Classical waves moving in a medium exhibit a property called dispersion, where waves of different wavelengths propagate with slightly different velocities, which gives rise to a mathematical quantity called the dispersion relation that links the wavenumber (momentum) of a wave with its frequency, which enables calculation of the group and phase velocities of a wavepacket. That might sound a bit dry, but think of light passing through a prism, or the famous Pink Floyd album cover - white light goes in, but because each of the different frequencies of light travel at different velocities, they all pass through the prism a little differently and exit at different points, resulting in a rainbow of different colours.

Quantum particles exhibit wave-like behaviour, and indeed excitations in quantum systems can also be described by a dispersion relation. As described by the Wikipedia page:

In the study of solids, the study of the dispersion relation of electrons is of paramount importance. The periodicity of crystals means that many levels of energy are possible for a given momentum and that some energies might not be available at any momentum. The collection of all possible energies and momenta is known as the band structure of a material. Properties of the band structure define whether the material is an insulator, semiconductor or conductor.

There are many ways to theoretically calculate dispersion relations, but experimentally it’s extremely challenging. One of the most well-established ways to do it involves measuring a quantity called the dynamical structure factor, which in practice involves measuring two-time correlation functions (i.e. given the state of a quantum system at a time t1, how similar is the state at a later time t2?), but this can be difficult, particularly in ultracold atomic gases where the measurements are typically destructive, i.e. once you measure the system once, you destroy the state that’s being measured, so it’s impossible to measure it again at a later time. So, can we come up with an alternative way of measuring dispersion relations of excitations in ultracold atomic gases?

The answer, of course, is ‘yes’! I’ll leave a list of papers at the bottom of this post to check out if you want the full details as to how it works, but here I’ll try to give you an intuitive explanation, followed by the code so you can see it in action for yourself.

The basic idea is the following: if we prepare the system in its ground state and then perform a quench to create a non-zero number of the excitations whose properties we want to measure, then by observing the resulting non-equilibrium dynamics, we can watch how the excitations move throughout the system. This gives us a picture of how the excitations move in space and time. The dispersion relation, however, relates the momentum of an excitation to its frequency. But we know that real-space and momentum are related to each other by Fourier transforms, and we know that frequency and time are related to each other by Fourier transforms. So in other words, if we observe the non-equilibrium dynamics in space and time, we can obtain the dispersion relation by making a 2D Fourier transform of the data!
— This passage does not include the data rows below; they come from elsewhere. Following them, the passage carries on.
use escrow_types::{EscrowError, OrderItemStatus, Result};
use tracing::{info, warn};

/// Result of applying a target status.
#[derive(Debug, Clone, Copy, PartialEq, Eq)]
pub enum Transition {
    /// Status moved to the target.
    Advanced,
    /// Already in the target status.
    Unchanged,
    /// Target lies behind the current status; a late redelivery.
    Stale,
}

/// Order item status machine.
///
/// Valid transitions:
/// - AwaitingEscrow -> EscrowLocked (buyer locked funds)
/// - EscrowLocked -> Shipping (seller signed release)
/// - Shipping -> Complete (buyer co-signed and broadcast release)
/// - EscrowLocked -> Refunding (seller signed refund)
/// - Refunding -> Refunded (buyer co-signed and broadcast refund)
/// - X -> X (idempotent)
pub struct OrderItemFSM {
    current_state: OrderItemStatus,
    order_item_id: i64,
}

impl OrderItemFSM {
    pub fn from_state(order_item_id: i64, state: OrderItemStatus) -> Self {
        Self {
            current_state: state,
            order_item_id,
        }
    }

    pub fn current_state(&self) -> OrderItemStatus {
        self.current_state
    }

    /// Move to `target`, failing if it is not reachable from the current status.
    pub fn advance(&mut self, target: OrderItemStatus) -> Result<Transition> {
        if self.current_state == target {
            return Ok(Transition::Unchanged);
        }
        self.transition(target, allowed_from(target))?;
        Ok(Transition::Advanced)
    }

    /// Like [`advance`](Self::advance), but a target behind the current status
    /// (or any other target once terminal) is reported as stale instead of failing.
    pub fn reconcile(&mut self, target: OrderItemStatus) -> Result<Transition> {
        if self.current_state != target
            && (target.rank() < self.current_state.rank() || self.current_state.is_terminal())
        {
            warn!(
                "Ignoring stale transition for order_item={}: {} -> {}",
                self.order_item_id, self.current_state, target
            );
            return Ok(Transition::Stale);
        }
        self.advance(target)
    }

    fn transition(
        &mut self,
        new_state: OrderItemStatus,
        allowed_from: &[OrderItemStatus],
    ) -> Result<()> {
        if !allowed_from.contains(&self.current_state) {
            return Err(EscrowError::protocol(format!(
                "Invalid status transition for order_item={}: {} -> {}. Allowed from: {:?}",
                self.order_item_id, self.current_state, new_state, allowed_from
            )));
        }

        info!(
            "Status transition for order_item={}: {} -> {}",
            self.order_item_id, self.current_state, new_state
        );

        self.current_state = new_state;
        Ok(())
    }

    pub fn is_terminal(&self) -> bool {
        self.current_state.is_terminal()
    }
}

fn allowed_from(target: OrderItemStatus) -> &'static [OrderItemStatus] {
    match target {
        OrderItemStatus::AwaitingEscrow => &[],
        OrderItemStatus::EscrowLocked => &[OrderItemStatus::AwaitingEscrow],
        OrderItemStatus::Shipping => &[OrderItemStatus::EscrowLocked],
        OrderItemStatus::Complete => &[OrderItemStatus::Shipping],
        OrderItemStatus::Refunding => &[OrderItemStatus::EscrowLocked],
        OrderItemStatus::Refunded => &[OrderItemStatus::Refunding],
    }
}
There are of course some caveats here - we need to first create a state which contains the excitations we want to measure, then we need to pick an observable capable of measuring their dynamics. I’ll leave these subtleties out of the following, and suggest that if you’re interested, you check out some of the papers listed at the end of this post. Here, I’m going to instead walk you through an example of a numerical simulation of a transverse field Ising model, where the excitations are spin flips, and show you how to compute the non-equilibrium dynamics following a local quench (a single spin flip) and extract the excitation spectrum, then compare it to the exact known solution and see how well it agrees. This model can be solved exactly, so it’s a good test system to use to illustrate the method. (In the paper, we also looked at the more complex Heisenberg and Bose-Hubbard models.)

Code

The following code is written in Python, tested using Python 3.9.7 on a Macbook Pro (2021). The numerics for our paper were performed using the TenPy library, which allowed us to use matrix product state methods to reach large system sizes, but here I’ll demonstrate the method on smaller systems using exact diagonalisation, which can be run in a few seconds on a modern laptop. (Consequently, none of the below code was used for our paper, and all was custom written for this blog post and the discussion I had last week with a PhD student. I stress this because I’m not allowed to share the original code used in the paper.)

We start by importing the relevant packages:

#==============================================================================
# Initialisation
#==============================================================================

from scipy import fftpack
import numpy as np
import matplotlib.pyplot as plt
from quspin.operators import hamiltonian
from quspin.basis import spin_basis_1d
from quspin.tools.block_tools import block_ops

These packages are all standard (SciPy, NumPy, matplotlib), except possibly QuSpin which is a little more specialised but very useful, and it’s easy to download and install. If you use Anaconda, you can just type conda install -c weinbe58 quspin.

Next up, we initialise the parameters that we’re going to use. We’ll set up a transverse field Ising model of size L=11, with a spin-spin coupling J0=1 and an on-site field h=3, such that the ground state of the system is in the fully polarised state.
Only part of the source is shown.